Hawaii Superferry (the first passenger-vehicle ferry between major Hawaiian islands) will stop its service after the state Supreme Court ruled it unfairly was allowed to bypass an environmental review. The state had exempted the Superferry from environmental review in 2005, but the Supreme Court later ruled that an environmental study was needed before the vessel could operate.
Critics have argued that Hawaiian Superferry’s 350-foot catamaran Alakai could harm whales and damage the area's fragile ecology.
The Honolulu Advertiser reports that Gov. Linda Lingle is saying she’ll ask the state Supreme Court to reconsider a decision that led to the shutdown of Hawaii Superferry, because the ruling could threaten other laws aimed at assisting particular groups. Earlier this week the Supreme Court ruled that a law allowing Superferry to operate before completion of a related environmental study was unconstitutional because the law was written specifically for Superferry.
Lingle is also concerned that the court's ruling wiped out the operating agreement with Superferry, which includes requiring the company to repay $40 million spent on state harbor improvements, and includes a clause that prevented Superferry from suing the state over the environmental review process or any judicial action.
Lingle said it was too early to talk about Superferry's future or how $40 million spent on state harbor improvements would be repaid if Superferry leaves the Islands. Lingle did note that Superferry wants the state to complete the environmental impact study.
Tom Fargo, President & CEO of Hawaii Superferry issued the following statement about Supreme Court ruling that forced the closing of Hawaii Superferry:
We would like to extend our gratitude to the more than 250,000 customers who have voyaged and booked with us and to all who have supported our service. I am especially grateful to the businesses that have sailed with us and now have apparently lost an economical alternative - Love's Bakery, CFI, Expeditors, FedEx, to name a few, as well as a host of smaller companies.

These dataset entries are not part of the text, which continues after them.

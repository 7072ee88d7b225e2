use serde::{Deserialize, Serialize};
use std::fmt;
use std::str::FromStr;

/// Account roles. Carried on [`super::User`] records; nothing in voting
/// branches on them.
#[derive(Debug, Clone, Copy, PartialEq, Eq, Hash, Serialize, Deserialize)]
#[serde(rename_all = "UPPERCASE")]
pub enum Role {
    User,
    Admin,
}

impl fmt::Display for Role {
    fn fmt(&self, f: &mut fmt::Formatter<'_>) -> fmt::Result {
        match self {
            Role::User => write!(f, "USER"),
            Role::Admin => write!(f, "ADMIN"),
        }
    }
}

impl FromStr for Role {
    type Err = String;

    fn from_str(s: &str) -> Result<Self, Self::Err> {
        match s.to_uppercase().as_str() {
            "USER" => Ok(Role::User),
            "ADMIN" => Ok(Role::Admin),
            _ => Err(format!("Invalid role: {}", s)),
        }
    }
}

/// Account status
#[derive(Debug, Clone, Copy, PartialEq, Eq, Hash, Serialize, Deserialize)]
#[serde(rename_all = "UPPERCASE")]
pub enum Status {
    Active,
    Banned,
}

impl fmt::Display for Status {
    fn fmt(&self, f: &mut fmt::Formatter<'_>) -> fmt::Result {
        match self {
            Status::Active => write!(f, "ACTIVE"),
            Status::Banned => write!(f, "BANNED"),
        }
    }
}

impl FromStr for Status {
    type Err = String;

    fn from_str(s: &str) -> Result<Self, Self::Err> {
        match s.to_uppercase().as_str() {
            "ACTIVE" => Ok(Status::Active),
            "BANNED" => Ok(Status::Banned),
            _ => Err(format!("Invalid status: {}", s)),
        }
    }
}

This is a difficult time for all of us. Our employees have been nothing but stellar in their dedication to our company and in their service to our customers and our community. I have been impressed with the commitment of our team in executing with great detail and energy all of our procedures to properly address environmental concerns and provide our passengers with the best customer service.

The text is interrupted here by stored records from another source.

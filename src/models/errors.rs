use chrono::NaiveDate;
use thiserror::Error;

/// Service-level errors that can occur in business logic
#[derive(Debug, Error)]
pub enum ServiceError {
    #[error("Restaurant with id={id} not found")]
    RestaurantNotFound { id: i64 },

    #[error("No restaurants found")]
    NoRestaurants,

    #[error("Restaurant already exists: {name}, {address}")]
    RestaurantExists { name: String, address: String },

    #[error("No dishes for restaurant with id={restaurant_id} on {date}")]
    MenuNotFound { restaurant_id: i64, date: NaiveDate },

    #[error("Dish {name} is already on the menu for {date}")]
    DishExists { name: String, date: NaiveDate },

    #[error("Vote for user {user} on {date} not found")]
    VoteNotFound { user: String, date: NaiveDate },

    #[error("{message}")]
    VoteConflict { message: String },

    #[error("Validation error: {message}")]
    ValidationError { message: String },

    #[error("Repository error: {source}")]
    Repository {
        #[from]
        source: RepositoryError,
    },
}

impl ServiceError {
    pub fn already_voted(restaurant_id: i64) -> Self {
        ServiceError::VoteConflict {
            message: format!(
                "Vote for restaurant with id={} has already been submitted today",
                restaurant_id
            ),
        }
    }

    pub fn not_voted_yet() -> Self {
        ServiceError::VoteConflict {
            message: "No vote submitted today, nothing to change".to_string(),
        }
    }

    pub fn cutoff_passed(restaurant_id: i64, cutoff: chrono::NaiveTime) -> Self {
        ServiceError::VoteConflict {
            message: format!(
                "Vote for restaurant with id={} has already been submitted today. \
                 Votes cannot be changed at or after {}",
                restaurant_id,
                cutoff.format("%H:%M")
            ),
        }
    }

    /// True for both kinds of absent records.
    pub fn is_not_found(&self) -> bool {
        matches!(
            self,
            ServiceError::RestaurantNotFound { .. }
                | ServiceError::NoRestaurants
                | ServiceError::MenuNotFound { .. }
                | ServiceError::VoteNotFound { .. }
        )
    }
}

/// Repository-level errors for data access operations
#[derive(Debug, Error)]
pub enum RepositoryError {
    #[error("Database connection failed")]
    ConnectionFailed,

    #[error("Item not found")]
    NotFound,

    #[error("Constraint violation: {message}")]
    ConstraintViolation { message: String },

    #[error("Serialization error: {source}")]
    Serialization {
        #[from]
        source: serde_json::Error,
    },

    #[error("AWS SDK error: {message}")]
    AwsSdk { message: String },

    #[error("DynamoDB table not found: {table_name}. Ensure the table exists and IAM permissions are correct.")]
    TableNotFound { table_name: String },

    #[error("Invalid query parameters: {message}")]
    InvalidQuery { message: String },

    #[error("Timeout occurred during operation")]
    Timeout,
}

/// Validation errors for input data
#[derive(Debug, Error)]
pub enum ValidationError {
    #[error("Required field missing: {field}")]
    RequiredField { field: String },

    #[error("Invalid field value: {field}={value}, reason={reason}")]
    InvalidValue {
        field: String,
        value: String,
        reason: String,
    },

    #[error("Field too long: {field}, max_length={max_length}, actual_length={actual_length}")]
    TooLong {
        field: String,
        max_length: usize,
        actual_length: usize,
    },

    #[error("Invalid format: {field}, expected={expected}")]
    InvalidFormat { field: String, expected: String },
}

impl From<ValidationError> for ServiceError {
    fn from(err: ValidationError) -> Self {
        ServiceError::ValidationError {
            message: err.to_string(),
        }
    }
}

/// Result type alias for service operations
pub type ServiceResult<T> = Result<T, ServiceError>;

/// Result type alias for repository operations
pub type RepositoryResult<T> = Result<T, RepositoryError>;

/// Result type alias for validation operations
pub type ValidationResult<T> = Result<T, ValidationError>;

As I mentioned two days ago, we are hugely disappointed with the Supreme Court's decision that Act 2 is unconstitutional.
After a year of operations, including a successful winter season, we looked forward to the upcoming spring break with great energy and enthusiasm.
The problem before us today is there appears to be no short-term solution to this ruling. To conduct another EIS, even with the work done to date, and move it through legal review might take a year or so. Other options don't provide the certainty necessary to sustain a business.
As a result, we are going to have to go out and find other employment for Alakai, for now.
Obviously, this is not even close to our preferred outcome. We have believed from the start and continue to believe that there is a clear and unmet need for an Inter-Island High Speed Ferry System for the state. My hope, our hope, is that the conditions will eventually be such that we can realize that vision in Hawaii.
Hawaii Superferry also noted that it is in the process of calling all customers with near term bookings. Customers may also call 877-443-3779 or 808-853-4007 for immediate service.”